I'm a jr. developer (5 months on the job), and I have a question about data normalization. Now, as I understand it, the general principle behind data normalization is to create a RDBMS where data redundancy is kept to a minimum. In my project, one of the DB people created a DB. We have 50+ tables, and the tables in the DB are usually very fragmented, ie. a table has two or three columns and that's it. Now, when it comes to writing sql queries, it has become something of a minor hassle since each query involves combing through several different tables and joining them together. I was wondering if this is a a side effect of data normalization? Or does this point to something else?

I know that the easiest thing to do, for me, would be to write tables based off the queries I have to write. This will create a DB with a lot of redundant data, but I was curious if there is a happy medium?

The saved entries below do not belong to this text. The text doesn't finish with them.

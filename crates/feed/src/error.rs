use bookworm_core::errors::ApplicationError;
use thiserror::Error;

#[derive(Clone, Debug, Error, PartialEq, Eq)]
pub enum FeedError {
    #[error("feed request failed: {0}")]
    Transport(String),
    #[error("feed returned HTTP {0}")]
    Status(u16),
    #[error("feed body could not be decoded: {0}")]
    Decode(String),
    #[error("feed response is missing `{0}`")]
    MissingField(&'static str),
    #[error("feed source unavailable: {0}")]
    Unavailable(String),
}

impl FeedError {
    /// Stable label used in log fields and CLI error classes.
    pub fn class(&self) -> &'static str {
        match self {
            Self::Transport(_) => "transport",
            Self::Status(_) => "http_status",
            Self::Decode(_) | Self::MissingField(_) => "malformed_response",
            Self::Unavailable(_) => "unavailable",
        }
    }
}

impl From<FeedError> for ApplicationError {
    fn from(value: FeedError) -> Self {
        ApplicationError::Integration(value.to_string())
    }
}

impl From<reqwest::Error> for FeedError {
    fn from(value: reqwest::Error) -> Self {
        // The request URL carries the api key; never let it into messages.
        Self::Transport(value.without_url().to_string())
    }
}
use bookworm_core::domain::book::{BookRecord, ListMetadata};
use chrono::NaiveDate;
use serde::Deserialize;

use crate::error::FeedError;

/// Envelope of a `lists/current/{list}.json` response.
#[derive(Clone, Debug, Default, PartialEq, Eq, Deserialize)]
pub struct FeedResponse {
    #[serde(default)]
    pub status: Option<String>,
    #[serde(default)]
    pub num_results: Option<u32>,
    #[serde(default)]
    pub results: Option<ListResults>,
}

#[derive(Clone, Debug, Default, PartialEq, Eq, Deserialize)]
pub struct ListResults {
    #[serde(default)]
    pub list_name: Option<String>,
    #[serde(default)]
    pub display_name: Option<String>,
    #[serde(default)]
    pub published_date: Option<String>,
    #[serde(default)]
    pub books: Option<Vec<WireBook>>,
}

#[derive(Clone, Debug, Default, PartialEq, Eq, Deserialize)]
pub struct WireBook {
    #[serde(default)]
    pub primary_isbn10: Option<String>,
    #[serde(default)]
    pub primary_isbn13: Option<String>,
    #[serde(default)]
    pub title: Option<String>,
    #[serde(default)]
    pub author: Option<String>,
    #[serde(default)]
    pub book_image: Option<String>,
    #[serde(default)]
    pub publisher: Option<String>,
    #[serde(default)]
    pub description: Option<String>,
    #[serde(default)]
    pub rank: Option<u32>,
}

/// Book records plus list metadata, ready to be priced.
#[derive(Clone, Debug, Default, PartialEq, Eq)]
pub struct FeedListing {
    pub metadata: ListMetadata,
    pub records: Vec<BookRecord>,
}

pub fn decode(body: &str) -> Result<FeedResponse, FeedError> {
    serde_json::from_str(body).map_err(|error| FeedError::Decode(error.to_string()))
}

impl FeedResponse {
    /// Fails when `results` or `results.books` is absent.
    pub fn into_listing(self) -> Result<FeedListing, FeedError> {
        let results = self.results.ok_or(FeedError::MissingField("results"))?;
        let books = results.books.ok_or(FeedError::MissingField("results.books"))?;

        let metadata = ListMetadata {
            list_name: results.list_name,
            display_name: results.display_name,
            published_date: results
                .published_date
                .as_deref()
                .and_then(|raw| raw.parse::<NaiveDate>().ok()),
        };

        Ok(FeedListing { metadata, records: books.into_iter().map(BookRecord::from).collect() })
    }
}

impl From<WireBook> for BookRecord {
    fn from(book: WireBook) -> Self {
        Self {
            id: book.primary_isbn10.unwrap_or_default(),
            isbn13: non_empty(book.primary_isbn13),
            title: book.title.unwrap_or_default(),
            author: non_empty(book.author),
            image_url: non_empty(book.book_image),
            publisher: non_empty(book.publisher),
            description: non_empty(book.description),
            rank: book.rank,
        }
    }
}

fn non_empty(value: Option<String>) -> Option<String> {
    value.filter(|value| !value.trim().is_empty())
}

Just as a postscript, I don't want to come across like I'm whining about my work, but I'm genuinely curious to learn more about this. My work environment is not the most friendly so I don't feel comfortable posing this question with my colleagues. However, I would appreciate any thoughts, books, tutorials or opinions from more experienced people.

Thanks.

Exactly, as you say it. It's a side effect of data normalization. Queries are usually harder to write but you have HUGE gains in minimum redundancy, reduced data modofication anomalies, faster searches, faster sorting and many more. — ypercubeᵀᴹ, Jun 22 '11 at 00:47
Hard to answer such a general question without seeing why the data is so fragmented. Assuming the data isn't badly normalized, typically you create the `TABLE`s in a de-normalized state and then use `VIEW`s to save common queries for reuse. — Bacon Bits, Jun 22 '11 at 00:48
See this question: http://stackoverflow.com/questions/1724381/explaining-why-just-add-another-column-to-the-db-is-a-bad-idea-to-non-programm — ypercubeᵀᴹ, Jun 22 '11 at 00:49
And this: http://stackoverflow.com/questions/246701/what-is-normalisation-or-normalization-why-is-it-important — ypercubeᵀᴹ, Jun 22 '11 at 00:50

S.Lott · Accepted Answer · 2011-06-29T10:05:14.830

4

general principle behind data normalization is to create a RDBMS where data redundancy is kept to a minimum.

Only partly true.

Normalization is not about "redundancy".

It's about "update anomalies".

1NF is the "don't use arrays" rules. Breaking 1NF means a row isn't atomic, but a collection and independent updates in the collection wouldn't work out well. There'd be locking and slowness.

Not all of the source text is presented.